TED, the “Davos of Silicon Valley”, which has refashioned itself into a global media company selling ideas in many forms, can often seem like it’s caught in an endless cycle of pretension and self-regard; an echo chamber in which people suckle polished platitudes from each other and call it deep thought. It’s also an echo chamber that – let’s face it – many people with soapboxes not-so-secretly wish they’d been invited to.
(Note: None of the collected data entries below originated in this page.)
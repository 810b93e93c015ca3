// SPDX-License-Identifier: AGPL-3.0-or-later
// Copyright (C) 2026 Vallés Puig, Ramon

//! Ordered collections of [`Quantum`] values and the disjoint-cover sweep.
//!
//! A [`QuantumCollection`] is either *raw* (arbitrary order, overlaps allowed)
//! or *disjoint* (monotone by start, no two neighbours intersecting). The
//! collection does not track which; it depends on the operations the caller
//! has applied. Aggregate durations sum the elements as they currently stand,
//! so on a raw collection overlapping time is counted more than once. Call
//! [`QuantumCollection::make_disjoint`] first (or use the `covered_*`
//! queries) to get the true covered duration.

use crate::quantum::{Quantum, MS_PER_HOUR, MS_PER_MINUTE, MS_PER_SECOND};
use qtty::Milliseconds;
use std::cmp::Ordering;
use tracing::{debug, trace};

#[cfg(feature = "serde")]
use serde::{Deserialize, Serialize};

/// Outcome of merging two quanta.
///
/// Behaves as a one- or two-element sequence: [`Merge::Joined`] holds the
/// spanning quantum of an intersecting pair, [`Merge::Apart`] holds the
/// original pair in the order it was given.
#[derive(Debug, Clone, Copy, PartialEq)]
pub enum Merge {
    Joined(Quantum),
    Apart(Quantum, Quantum),
}

impl Merge {
    /// Number of quanta in the result (1 or 2).
    #[inline]
    pub fn len(&self) -> usize {
        match self {
            Merge::Joined(_) => 1,
            Merge::Apart(..) => 2,
        }
    }

    /// Always `false`; a merge yields at least one quantum.
    #[inline]
    pub fn is_empty(&self) -> bool {
        false
    }

    /// Whether the pair intersected and collapsed into one quantum.
    #[inline]
    pub fn is_joined(&self) -> bool {
        matches!(self, Merge::Joined(_))
    }

    /// The merge result as a one- or two-element vector.
    pub fn into_vec(self) -> Vec<Quantum> {
        match self {
            Merge::Joined(q) => vec![q],
            Merge::Apart(a, b) => vec![a, b],
        }
    }
}

impl IntoIterator for Merge {
    type Item = Quantum;
    type IntoIter = std::vec::IntoIter<Quantum>;

    fn into_iter(self) -> Self::IntoIter {
        self.into_vec().into_iter()
    }
}

/// An owned, ordered sequence of [`Quantum`] values.
///
/// # Examples
///
/// ```
/// use quanta_cover::{Quantum, QuantumCollection};
///
/// let mut quanta = QuantumCollection::new();
/// quanta.insert_all([
///     Quantum::new(30.0, 40.0),
///     Quantum::new(0.0, 10.0),
///     Quantum::new(5.0, 20.0),
/// ]);
///
/// let cover = quanta.disjoint(false);
/// assert_eq!(cover, vec![Quantum::new(0.0, 20.0), Quantum::new(30.0, 40.0)]);
///
/// // The raw sum double-counts [5, 10]; the cover does not.
/// assert_eq!(quanta.total_ms(), 35.0);
/// assert_eq!(quanta.covered_ms(), 30.0);
/// ```
#[derive(Debug, Clone, PartialEq, Default)]
#[cfg_attr(feature = "serde", derive(Serialize, Deserialize), serde(transparent))]
pub struct QuantumCollection {
    elements: Vec<Quantum>,
}

impl QuantumCollection {
    /// Creates an empty collection.
    #[inline]
    pub fn new() -> Self {
        Self::default()
    }

    /// Creates a collection that takes ownership of `elements` as-is.
    #[inline]
    pub fn with_elements(elements: Vec<Quantum>) -> Self {
        QuantumCollection { elements }
    }

    /// Appends every item, preserving their relative order. Duplicates are kept.
    pub fn insert_all<I>(&mut self, items: I)
    where
        I: IntoIterator<Item = Quantum>,
    {
        self.elements.extend(items);
    }

    /// The backing sequence.
    #[inline]
    pub fn elements(&self) -> &[Quantum] {
        &self.elements
    }

    /// Replaces the backing sequence outright.
    #[inline]
    pub fn set_elements(&mut self, elements: Vec<Quantum>) {
        self.elements = elements;
    }

    /// Consumes the collection and returns the backing sequence.
    #[inline]
    pub fn into_elements(self) -> Vec<Quantum> {
        self.elements
    }

    /// Number of elements.
    #[inline]
    pub fn len(&self) -> usize {
        self.elements.len()
    }

    /// Whether the collection holds no elements.
    #[inline]
    pub fn is_empty(&self) -> bool {
        self.elements.is_empty()
    }

    /// Iterates over the elements in their current order.
    #[inline]
    pub fn iter(&self) -> std::slice::Iter<'_, Quantum> {
        self.elements.iter()
    }

    // ── ordering ──────────────────────────────────────────────────────

    /// Default ordering predicate: `a` sorts at or after `b`.
    ///
    /// Non-strict, so two quanta with equal starts compare `true` both ways.
    #[inline]
    pub fn compare(a: &Quantum, b: &Quantum) -> bool {
        a.start() >= b.start()
    }

    /// A copy of the elements ordered by [`compare`](Self::compare).
    ///
    /// The sort is stable: quanta with equal starts keep their insertion order.
    /// The collection itself is left untouched.
    pub fn sorted(&self) -> Vec<Quantum> {
        self.sorted_by(Self::compare)
    }

    /// A copy of the elements ordered by `at_or_after`, which must answer
    /// "does `a` sort at or after `b`?" consistently for every pair.
    ///
    /// ```
    /// use quanta_cover::{Quantum, QuantumCollection};
    ///
    /// let quanta: QuantumCollection =
    ///     [Quantum::new(1.0, 2.0), Quantum::new(5.0, 6.0)].into_iter().collect();
    ///
    /// let latest_first = quanta.sorted_by(|a, b| a.start() <= b.start());
    /// assert_eq!(latest_first[0], Quantum::new(5.0, 6.0));
    /// ```
    pub fn sorted_by<F>(&self, at_or_after: F) -> Vec<Quantum>
    where
        F: Fn(&Quantum, &Quantum) -> bool,
    {
        let mut ordered = self.elements.clone();
        ordered.sort_by(|a, b| match (at_or_after(a, b), at_or_after(b, a)) {
            (true, false) => Ordering::Greater,
            (false, true) => Ordering::Less,
            _ => Ordering::Equal,
        });
        ordered
    }

    // ── pairwise operations ───────────────────────────────────────────

    /// Closed-interval overlap test; symmetric, touching endpoints intersect.
    #[inline]
    pub fn intersects(a: &Quantum, b: &Quantum) -> bool {
        a.intersects(b)
    }

    /// Merges an intersecting pair into `[min(starts), max(stops)]`; otherwise
    /// returns the pair unchanged and in the given order.
    ///
    /// ```
    /// use quanta_cover::{Merge, Quantum, QuantumCollection};
    ///
    /// let a = Quantum::new(5.0, 10.0);
    /// let b = Quantum::new(0.0, 6.0);
    /// assert_eq!(QuantumCollection::merge(&a, &b), Merge::Joined(Quantum::new(0.0, 10.0)));
    ///
    /// let c = Quantum::new(20.0, 30.0);
    /// assert_eq!(QuantumCollection::merge(&c, &a), Merge::Apart(c, a));
    /// ```
    pub fn merge(a: &Quantum, b: &Quantum) -> Merge {
        if a.intersects(b) {
            Merge::Joined(a.hull(b))
        } else {
            Merge::Apart(*a, *b)
        }
    }

    // ── disjoint cover ────────────────────────────────────────────────

    /// Returns the minimal monotone sequence of pairwise-disjoint quanta whose
    /// union equals the union of the elements.
    ///
    /// With `already_sorted` set the backing sequence is swept as-is and the
    /// caller vouches that it is monotone by start; an unsorted sequence then
    /// yields an incomplete coalescing. An empty collection yields an empty
    /// cover.
    ///
    /// Runs in O(n log n) when sorting, O(n) otherwise.
    pub fn disjoint(&self, already_sorted: bool) -> Vec<Quantum> {
        if already_sorted {
            sweep(&self.elements)
        } else {
            sweep(&self.sorted())
        }
    }

    /// Replaces the backing sequence with its disjoint cover.
    pub fn make_disjoint(&mut self, already_sorted: bool) {
        let cover = self.disjoint(already_sorted);
        debug!(
            before = self.elements.len(),
            after = cover.len(),
            "collapsed quanta into disjoint cover"
        );
        self.elements = cover;
    }

    /// Bounding quantum from the smallest start to the largest stop.
    pub fn span(&self) -> Option<Quantum> {
        let (first, rest) = self.elements.split_first()?;
        Some(rest.iter().fold(*first, |acc, q| acc.hull(q)))
    }

    // ── aggregates over the current elements ──────────────────────────

    /// Sum of element durations in milliseconds, overlaps included.
    pub fn total_ms(&self) -> f64 {
        self.elements.iter().map(Quantum::duration_ms).sum()
    }

    #[inline]
    pub fn total_seconds(&self) -> f64 {
        self.total_ms() / MS_PER_SECOND
    }

    #[inline]
    pub fn total_minutes(&self) -> f64 {
        self.total_ms() / MS_PER_MINUTE
    }

    #[inline]
    pub fn total_hours(&self) -> f64 {
        self.total_ms() / MS_PER_HOUR
    }

    /// [`total_ms`](Self::total_ms) as a typed quantity.
    #[inline]
    pub fn total(&self) -> Milliseconds {
        Milliseconds::new(self.total_ms())
    }

    // ── aggregates over the cover ─────────────────────────────────────

    /// Milliseconds covered by the union of the elements, each instant counted once.
    pub fn covered_ms(&self) -> f64 {
        self.disjoint(false).iter().map(Quantum::duration_ms).sum()
    }

    #[inline]
    pub fn covered_seconds(&self) -> f64 {
        self.covered_ms() / MS_PER_SECOND
    }

    #[inline]
    pub fn covered_minutes(&self) -> f64 {
        self.covered_ms() / MS_PER_MINUTE
    }

    #[inline]
    pub fn covered_hours(&self) -> f64 {
        self.covered_ms() / MS_PER_HOUR
    }
}

/// Left-to-right fold of `ordered` into a disjoint cover.
fn sweep(ordered: &[Quantum]) -> Vec<Quantum> {
    let Some((first, rest)) = ordered.split_first() else {
        return Vec::new();
    };

    let mut cover = Vec::new();
    let mut current = *first;
    for next in rest {
        match QuantumCollection::merge(&current, next) {
            Merge::Joined(merged) => {
                trace!(%current, %next, %merged, "absorbed overlap");
                current = merged;
            }
            Merge::Apart(done, pending) => {
                cover.push(done);
                current = pending;
            }
        }
    }
    cover.push(current);
    cover
}

impl From<Vec<Quantum>> for QuantumCollection {
    #[inline]
    fn from(elements: Vec<Quantum>) -> Self {
        Self::with_elements(elements)
    }
}

impl FromIterator<Quantum> for QuantumCollection {
    fn from_iter<I: IntoIterator<Item = Quantum>>(iter: I) -> Self {
        Self::with_elements(iter.into_iter().collect())
    }
}

impl Extend<Quantum> for QuantumCollection {
    fn extend<I: IntoIterator<Item = Quantum>>(&mut self, iter: I) {
        self.insert_all(iter);
    }
}

impl IntoIterator for QuantumCollection {
    type Item = Quantum;
    type IntoIter = std::vec::IntoIter<Quantum>;

    fn into_iter(self) -> Self::IntoIter {
        self.elements.into_iter()
    }
}

impl<'a> IntoIterator for &'a QuantumCollection {
    type Item = &'a Quantum;
    type IntoIter = std::slice::Iter<'a, Quantum>;

    fn into_iter(self) -> Self::IntoIter {
        self.elements.iter()
    }
}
Evgeny Morozov, internet-famous hectorer of optimists, was pushing at an open door when earlier this month he published a long article in The New Republic hectoring TED for intellectual vapidity and pretension, peppering his piece with highfalutin’ philosophical allusions. The piece duly went viral, and thus it became official: contempt of TED is now hip, even de rigueur. Like owning an iPhone, or being enthusiastic about TED three years ago.

But hang on a second. Is TED noxiously pretentious? Yes. Is TED superficial? Of course. Does TED peddle a slightly messianic ideology even as it claims to be above ideology? Sure. But none of those things should obscure the things that are truly great about TED. Because TED is great. No, hear me out.